As parents consider the various aspects involved in selecting a summer camp for their children, they will find a staggering number of choices for campers with particular interests.
Summer camps remain extremely popular. According to the American Camp Association (ACA), more than 14,000 camps in the U.S., serve over 14 million campers every summer.
“Traditionally, selecting a summer camp was fairly straightforward, because they would typically offer the same activities,” according to Connecticut Better Business Bureau spokesman Howard Schwartz.
“There are number of camps with a diverse menu of specialties for young people, such as learning new skills, enjoying their existing hobbies or interests, in addition to participating in sports, cookouts, overnight trips and the other activities that make summer camp appealing.”
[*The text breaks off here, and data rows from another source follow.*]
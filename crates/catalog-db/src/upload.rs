//! Upload repository: lifecycle rows in the `file_uploads` table.

use async_trait::async_trait;
use catalog_core::models::{NewUpload, UploadOwner, UploadRecord, UploadStatus};
use catalog_core::AppError;
use sqlx::{PgPool, Postgres};
use uuid::Uuid;

use crate::store::UploadStore;

const UPLOAD_COLUMNS: &str = "id, user_id, filename, original_name, file_path, file_hash, \
     status, error_message, processed_at, created_at, updated_at";

#[derive(Clone)]
pub struct UploadRepository {
    pool: PgPool,
}

impl UploadRepository {
    pub fn new(pool: PgPool) -> Self {
        Self { pool }
    }

    async fn transition_error(&self, id: Uuid, next: UploadStatus) -> AppError {
        match self.get(id).await {
            Ok(Some(current)) => AppError::InvalidTransition {
                upload_id: id,
                from: current.status,
                to: next,
            },
            Ok(None) => AppError::NotFound(format!("Upload {} not found", id)),
            Err(e) => e,
        }
    }
}

#[async_trait]
impl UploadStore for UploadRepository {
    #[tracing::instrument(skip(self, upload), fields(db.table = "file_uploads"))]
    async fn create(&self, upload: NewUpload) -> Result<UploadRecord, AppError> {
        let query = format!(
            r#"
            INSERT INTO file_uploads (user_id, filename, original_name, file_path, status)
            VALUES ($1, $2, $3, $4, 'pending')
            RETURNING {UPLOAD_COLUMNS}
            "#
        );
        let record = sqlx::query_as::<Postgres, UploadRecord>(&query)
            .bind(upload.user_id)
            .bind(&upload.filename)
            .bind(&upload.original_name)
            .bind(&upload.file_path)
            .fetch_one(&self.pool)
            .await?;

        Ok(record)
    }

    #[tracing::instrument(skip(self), fields(db.table = "file_uploads", db.record_id = %id))]
    async fn get(&self, id: Uuid) -> Result<Option<UploadRecord>, AppError> {
        let query = format!("SELECT {UPLOAD_COLUMNS} FROM file_uploads WHERE id = $1");
        let record = sqlx::query_as::<Postgres, UploadRecord>(&query)
            .bind(id)
            .fetch_optional(&self.pool)
            .await?;

        Ok(record)
    }

    #[tracing::instrument(skip(self, error_message), fields(db.table = "file_uploads", db.record_id = %id, status = %next))]
    async fn transition(
        &self,
        id: Uuid,
        next: UploadStatus,
        error_message: Option<String>,
    ) -> Result<UploadRecord, AppError> {
        let allowed: Vec<&'static str> = UploadStatus::predecessors_of(next)
            .iter()
            .map(UploadStatus::as_str)
            .collect();

        let query = format!(
            r#"
            UPDATE file_uploads
            SET status = $2,
                error_message = COALESCE($3, error_message),
                updated_at = NOW()
            WHERE id = $1 AND status::text = ANY($4)
            RETURNING {UPLOAD_COLUMNS}
            "#
        );
        let updated = sqlx::query_as::<Postgres, UploadRecord>(&query)
            .bind(id)
            .bind(next)
            .bind(error_message)
            .bind(&allowed)
            .fetch_optional(&self.pool)
            .await?;

        match updated {
            Some(record) => Ok(record),
            None => Err(self.transition_error(id, next).await),
        }
    }

    #[tracing::instrument(skip(self, file_hash), fields(db.table = "file_uploads", db.record_id = %id))]
    async fn set_file_hash(&self, id: Uuid, file_hash: &str) -> Result<(), AppError> {
        let result = sqlx::query(
            "UPDATE file_uploads SET file_hash = $2, updated_at = NOW() WHERE id = $1",
        )
        .bind(id)
        .bind(file_hash)
        .execute(&self.pool)
        .await?;

        if result.rows_affected() == 0 {
            return Err(AppError::NotFound(format!("Upload {} not found", id)));
        }
        Ok(())
    }

    #[tracing::instrument(skip(self), fields(db.table = "file_uploads", db.record_id = %id))]
    async fn mark_processed(&self, id: Uuid) -> Result<UploadRecord, AppError> {
        let query = format!(
            r#"
            UPDATE file_uploads
            SET processed_at = NOW(), updated_at = NOW()
            WHERE id = $1
            RETURNING {UPLOAD_COLUMNS}
            "#
        );
        sqlx::query_as::<Postgres, UploadRecord>(&query)
            .bind(id)
            .fetch_optional(&self.pool)
            .await?
            .ok_or_else(|| AppError::NotFound(format!("Upload {} not found", id)))
    }

    #[tracing::instrument(skip(self), fields(db.table = "users"))]
    async fn find_owner(&self, user_id: Uuid) -> Result<Option<UploadOwner>, AppError> {
        let owner = sqlx::query_as::<Postgres, UploadOwner>(
            "SELECT id, name FROM users WHERE id = $1",
        )
        .bind(user_id)
        .fetch_optional(&self.pool)
        .await?;

        Ok(owner)
    }

    #[tracing::instrument(skip(self), fields(db.table = "file_uploads"))]
    async fn list(&self, limit: i64, offset: i64) -> Result<Vec<UploadRecord>, AppError> {
        let query = format!(
            "SELECT {UPLOAD_COLUMNS} FROM file_uploads \
             ORDER BY created_at DESC, id DESC LIMIT $1 OFFSET $2"
        );
        let records = sqlx::query_as::<Postgres, UploadRecord>(&query)
            .bind(limit)
            .bind(offset)
            .fetch_all(&self.pool)
            .await?;

        Ok(records)
    }

    #[tracing::instrument(skip(self), fields(db.table = "file_uploads"))]
    async fn list_unfinished(&self) -> Result<Vec<UploadRecord>, AppError> {
        let query = format!(
            "SELECT {UPLOAD_COLUMNS} FROM file_uploads \
             WHERE status IN ('pending', 'processing') ORDER BY created_at ASC"
        );
        let records = sqlx::query_as::<Postgres, UploadRecord>(&query)
            .fetch_all(&self.pool)
            .await?;

        Ok(records)
    }

    #[tracing::instrument(skip(self), fields(db.table = "file_uploads", db.record_id = %id))]
    async fn delete(&self, id: Uuid) -> Result<bool, AppError> {
        let result = sqlx::query("DELETE FROM file_uploads WHERE id = $1")
            .bind(id)
            .execute(&self.pool)
            .await?;

        Ok(result.rows_affected() > 0)
    }
}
Specialty camps offer activities such as archaeology, biology, business skills, chemistry, computer courses, foreign languages, geology, journalism, marine and veterinary sciences, math, medicine and robotics. The options allow campers to develop new skills and interests, and give them the opportunity to consider what sort of career path they may want to follow in the years ahead.
When looking for a summer camp, parents may want to use the same approach as they would when selecting a daycare center. Although a website and marketing material may provide a great deal of information, BBB recommends visiting the facilities and asking questions.
Connecticut Better Business Bureau has some tips and a checklist to help parents select a summer camp that is safe, as well as fun.
Questions to ask during an on-site summer camp visit:
How long has the camp been in business?
Has ownership changed hands recently?
What are the camp director’s qualifications and experience?
Are background checks performed on all staff and volunteers?
Do any activities require extra fees to participate?
Can the camp accommodate campers with special dietary and other needs?
Other helpful questions include:
What are the policies in the event of injury? How close is the nearest hospital? What policies do they have to keep campers safe? And how do they deal with campers who get homesick?
Ask for references to determine whether there is anything the campers or parents liked or didn’t like about the camp and whether they would recommend the facility to other parents.
Look for camps that are certified by the American Camp Association, whose accredited camps must meet as many as 300 nationally-recognized standards.
Check bbb.org, to see whether there are any complaints against a camp, and if so – how they were handled.